How do you configure Apache Cassandra to allow for disaster recovery, to allow for one of two data-centres to fail?
The DataStax documentation talks about using a replication strategy that ensures at least one replication is written to each of your two data-centres. But I don't see how that helps once the disaster has actually happened. If you switch to the remaining data-centre, all your writes will fail because those writes will not be able to replicate to the other data-centre.
I guess you would want your software to operate in two modes: normal mode, for which writes must replicate across both data-centres, and disaster mode, for which they need not. But changing replication strategy does not seem possible.
What I really want is two data-centres that are over provisioned, and during normal operations use the resources of both data-centres, but use the resources of only the one remaining data-centre (with reduced performance) when only one data-centre is functioning.
The trick is to vary the consistency setting given through the API for writes, instead of varying the replication factor. Use the LOCAL_QUORUM setting for writes during a disaster, when only one data-centre is available. During normal operation use EACH_QUORUM to ensure both data-centres have a copy of the data.
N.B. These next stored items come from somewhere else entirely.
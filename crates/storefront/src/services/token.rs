//! Session token issuance and verification.
//!
//! Tokens are HS256-signed JWTs carrying the account identity (`sub`), the
//! issue time (`iat`) and an expiry (`exp`) exactly [`SESSION_TTL_SECS`]
//! after issue. Nothing is stored server-side; there is no revocation.
//!
//! Expiry is checked against an injected [`Clock`] instead of the library's
//! wall-clock check so that tests can move time forward.

use std::sync::Arc;
use std::sync::atomic::{AtomicI64, Ordering};

use chrono::{DateTime, TimeDelta, Utc};
use jsonwebtoken::{Algorithm, DecodingKey, EncodingKey, Header, Validation, decode, encode};
use secrecy::SecretString;
use serde::{Deserialize, Serialize};
use thiserror::Error;

use cartline_core::AccountId;

use crate::config::secret_bytes;
use crate::models::Session;

/// Lifetime of a session token, and of the cookie carrying it.
pub const SESSION_TTL_SECS: i64 = 60 * 60;

/// Token verification and signing failures.
#[derive(Debug, Error, Clone, PartialEq, Eq)]
pub enum TokenError {
    /// Bad signature, wrong algorithm, malformed token or claims.
    #[error("invalid token")]
    Invalid,

    /// Signature is valid but the token is past its expiry.
    #[error("token expired")]
    Expired,

    /// Signing failed.
    #[error("token signing failed: {0}")]
    Signing(String),
}

/// Source of the current time.
pub trait Clock: Send + Sync {
    fn now(&self) -> DateTime<Utc>;
}

/// The system wall clock.
#[derive(Debug, Clone, Copy, Default)]
pub struct SystemClock;

impl Clock for SystemClock {
    fn now(&self) -> DateTime<Utc> {
        Utc::now()
    }
}

/// A clock that only moves when told to.
#[derive(Debug)]
pub struct ManualClock {
    millis: AtomicI64,
}

impl ManualClock {
    /// Start the clock at `start`.
    #[must_use]
    pub fn new(start: DateTime<Utc>) -> Self {
        Self {
            millis: AtomicI64::new(start.timestamp_millis()),
        }
    }

    /// Move the clock forward.
    pub fn advance(&self, by: TimeDelta) {
        self.millis.fetch_add(by.num_milliseconds(), Ordering::SeqCst);
    }
}

impl Clock for ManualClock {
    fn now(&self) -> DateTime<Utc> {
        DateTime::from_timestamp_millis(self.millis.load(Ordering::SeqCst)).unwrap_or_default()
    }
}

#[derive(Debug, Serialize, Deserialize)]
struct Claims {
    sub: String,
    iat: i64,
    exp: i64,
}

/// Issues and verifies session tokens with a process-wide signing key.
#[derive(Clone)]
pub struct TokenService {
    encoding: EncodingKey,
    decoding: DecodingKey,
    validation: Validation,
    clock: Arc<dyn Clock>,
}

impl TokenService {
    /// Create a token service using the system clock.
    #[must_use]
    pub fn new(secret: &SecretString) -> Self {
        Self::with_clock(secret, Arc::new(SystemClock))
    }

    /// Create a token service with an explicit clock.
    #[must_use]
    pub fn with_clock(secret: &SecretString, clock: Arc<dyn Clock>) -> Self {
        let mut validation = Validation::new(Algorithm::HS256);
        validation.validate_exp = false;
        validation.leeway = 0;
        validation.set_required_spec_claims(&["sub", "exp"]);

        Self {
            encoding: EncodingKey::from_secret(secret_bytes(secret)),
            decoding: DecodingKey::from_secret(secret_bytes(secret)),
            validation,
            clock,
        }
    }

    /// Current time according to this service's clock.
    #[must_use]
    pub fn now(&self) -> DateTime<Utc> {
        self.clock.now()
    }

    /// Mint a token for `account_id`, valid for one hour from now.
    ///
    /// # Errors
    ///
    /// Returns `TokenError::Signing` if the token cannot be encoded.
    pub fn issue(&self, account_id: AccountId) -> Result<String, TokenError> {
        let iat = self.clock.now().timestamp();
        let claims = Claims {
            sub: account_id.to_string(),
            iat,
            exp: iat + SESSION_TTL_SECS,
        };

        encode(&Header::new(Algorithm::HS256), &claims, &self.encoding)
            .map_err(|e| TokenError::Signing(e.to_string()))
    }

    /// Verify a token and rebuild the session it describes.
    ///
    /// # Errors
    ///
    /// Returns `TokenError::Invalid` for any signature, algorithm or claim
    /// problem and `TokenError::Expired` once the expiry has been reached.
    pub fn verify(&self, token: &str) -> Result<Session, TokenError> {
        let data = decode::<Claims>(token, &self.decoding, &self.validation).map_err(|e| {
            tracing::debug!(error = %e, "Session token rejected");
            TokenError::Invalid
        })?;
        let claims = data.claims;

        let account_id = claims
            .sub
            .parse::<AccountId>()
            .map_err(|_| TokenError::Invalid)?;
        let issued_at = DateTime::from_timestamp(claims.iat, 0).ok_or(TokenError::Invalid)?;
        let expires_at = DateTime::from_timestamp(claims.exp, 0).ok_or(TokenError::Invalid)?;

        let session = Session {
            account_id,
            issued_at,
            expires_at,
        };

        if !session.is_valid_at(self.clock.now()) {
            return Err(TokenError::Expired);
        }

        Ok(session)
    }
}

#[cfg(test)]
#[allow(clippy::unwrap_used)]
mod tests {
    use super::*;

    const SECRET: &str = "aB3$xY9!mK2@nL5#pQ7&rT0*uW4^zC6";

    fn service() -> (TokenService, Arc<ManualClock>) {
        let clock = Arc::new(ManualClock::new(Utc::now()));
        let service = TokenService::with_clock(&SecretString::from(SECRET), clock.clone());
        (service, clock)
    }

    #[test]
    fn test_issue_then_verify_round_trips() {
        let (tokens, _) = service();
        let token = tokens.issue(AccountId::new(42)).unwrap();

        let session = tokens.verify(&token).unwrap();
        assert_eq!(session.account_id, AccountId::new(42));
        assert_eq!(
            session.expires_at - session.issued_at,
            TimeDelta::seconds(SESSION_TTL_SECS)
        );
    }

    #[test]
    fn test_expires_after_one_hour() {
        let (tokens, clock) = service();
        let token = tokens.issue(AccountId::new(1)).unwrap();

        clock.advance(TimeDelta::minutes(59));
        assert!(tokens.verify(&token).is_ok());

        clock.advance(TimeDelta::minutes(1));
        assert_eq!(tokens.verify(&token), Err(TokenError::Expired));
    }

    #[test]
    fn test_tampered_token_is_invalid() {
        let (tokens, _) = service();
        let token = tokens.issue(AccountId::new(1)).unwrap();

        let other = tokens.issue(AccountId::new(2)).unwrap();

        // Payload of account 2 under the signature of account 1.
        let mut parts: Vec<&str> = token.split('.').collect();
        parts[1] = other.split('.').nth(1).unwrap();
        let tampered = parts.join(".");

        assert_eq!(tokens.verify(&tampered), Err(TokenError::Invalid));
    }

    #[test]
    fn test_wrong_key_is_invalid() {
        let (tokens, _) = service();
        let other = TokenService::new(&SecretString::from("Zq8#Lw2!Xe5$Rt7&Yu1*Io4^Pa6@Sd9%"));
        let token = other.issue(AccountId::new(1)).unwrap();

        assert_eq!(tokens.verify(&token), Err(TokenError::Invalid));
    }

    #[test]
    fn test_algorithm_mismatch_is_invalid() {
        let (tokens, clock) = service();
        let iat = clock.now().timestamp();
        let claims = Claims {
            sub: "1".to_string(),
            iat,
            exp: iat + SESSION_TTL_SECS,
        };
        let token = encode(
            &Header::new(Algorithm::HS512),
            &claims,
            &EncodingKey::from_secret(SECRET.as_bytes()),
        )
        .unwrap();

        assert_eq!(tokens.verify(&token), Err(TokenError::Invalid));
    }

    #[test]
    fn test_garbage_is_invalid() {
        let (tokens, _) = service();
        assert_eq!(tokens.verify(""), Err(TokenError::Invalid));
        assert_eq!(tokens.verify("not.a.jwt"), Err(TokenError::Invalid));
    }
}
Reads can use LOCAL_QUORUM all the time.
Here is a summary of the Datastax documentation for multiple data centers and the older but still conceptionally relevant disaster recovery (0.7).
Make a recipe to suite your needs with the two consistencies LOCAL_QUORUM and EACH_QUORUM.
Here, “local” means local to a single data center, while “each” means consistency is strictly maintained at the same level in each data center.
Suppose you have 2 datacenters, one used strictly for disaster recovery then you could set the replication factor to...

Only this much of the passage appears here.